--- Required action ---
Where does the string "configured" appear? Copy every line of the entries below that holds it.

[Dataset entries]
****************
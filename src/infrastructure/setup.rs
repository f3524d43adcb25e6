//! Service wiring
//!
//! Builds one [`RagService`] from a [`Config`]. Callers own the result and
//! pass it to whatever surface needs it; nothing is cached globally.

use crate::adapters::sqlite::PoolConfig;
use crate::domain::models::{Config, EmbeddingBackend};
use crate::domain::ports::EmbeddingModel;
use crate::infrastructure::documents::DocumentProcessor;
use crate::infrastructure::vector::{
    BertEmbeddingModel, HashingEmbeddingModel, SqliteVectorStore, TextChunker,
};
use crate::services::RagService;
use anyhow::{Context, Result};
use std::path::Path;
use std::sync::Arc;

/// Instantiate the configured embedding model.
///
/// The BERT backend may download weights on first use.
pub async fn build_embedding_model(config: &Config) -> Result<Arc<dyn EmbeddingModel>> {
    let embedding = &config.embedding;

    let model: Arc<dyn EmbeddingModel> = match embedding.backend {
        EmbeddingBackend::Hashing => Arc::new(HashingEmbeddingModel::new(
            embedding.dimensions,
            embedding
                .max_input_tokens
                .unwrap_or(crate::infrastructure::vector::hashing_model::DEFAULT_MAX_INPUT_TOKENS),
        )),
        EmbeddingBackend::Bert => {
            let repo = embedding.model.clone();
            let max_input_tokens = embedding.max_input_tokens;
            let model = tokio::task::spawn_blocking(move || {
                BertEmbeddingModel::load(&repo, max_input_tokens)
            })
            .await
            .context("embedding model loader panicked")?
            .with_context(|| format!("Failed to load embedding model {}", embedding.model))?;
            Arc::new(model)
        }
    };

    tracing::info!(
        backend = %embedding.backend,
        model = model.name(),
        dimensions = model.dimensions(),
        max_input_tokens = model.max_input_tokens(),
        "embedding model ready"
    );

    Ok(model)
}

/// Open the vector store configured in `config.database`.
pub async fn build_vector_store(config: &Config) -> Result<SqliteVectorStore> {
    let pool_config = PoolConfig {
        max_connections: config.database.max_connections,
        ..PoolConfig::default()
    };

    SqliteVectorStore::open(
        Path::new(&config.database.path),
        &config.database.collection,
        Some(pool_config),
    )
    .await
    .with_context(|| format!("Failed to open vector store at {}", config.database.path))
}

/// Wire chunker, embedding model, store and extractor into a service.
pub async fn build_rag_service(config: &Config) -> Result<RagService> {
    let chunker = TextChunker::with_encoding(&config.chunking.encoding)
        .context("Failed to initialize text chunker")?;
    let store = build_vector_store(config).await?;
    let embedder = build_embedding_model(config).await?;

    Ok(RagService::new(
        Arc::new(chunker),
        embedder,
        Arc::new(store),
        Arc::new(DocumentProcessor::new()),
    ))
}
****************
--- Final answer ---
/// Instantiate the configured embedding model.
/// Open the vector store configured in `config.database`.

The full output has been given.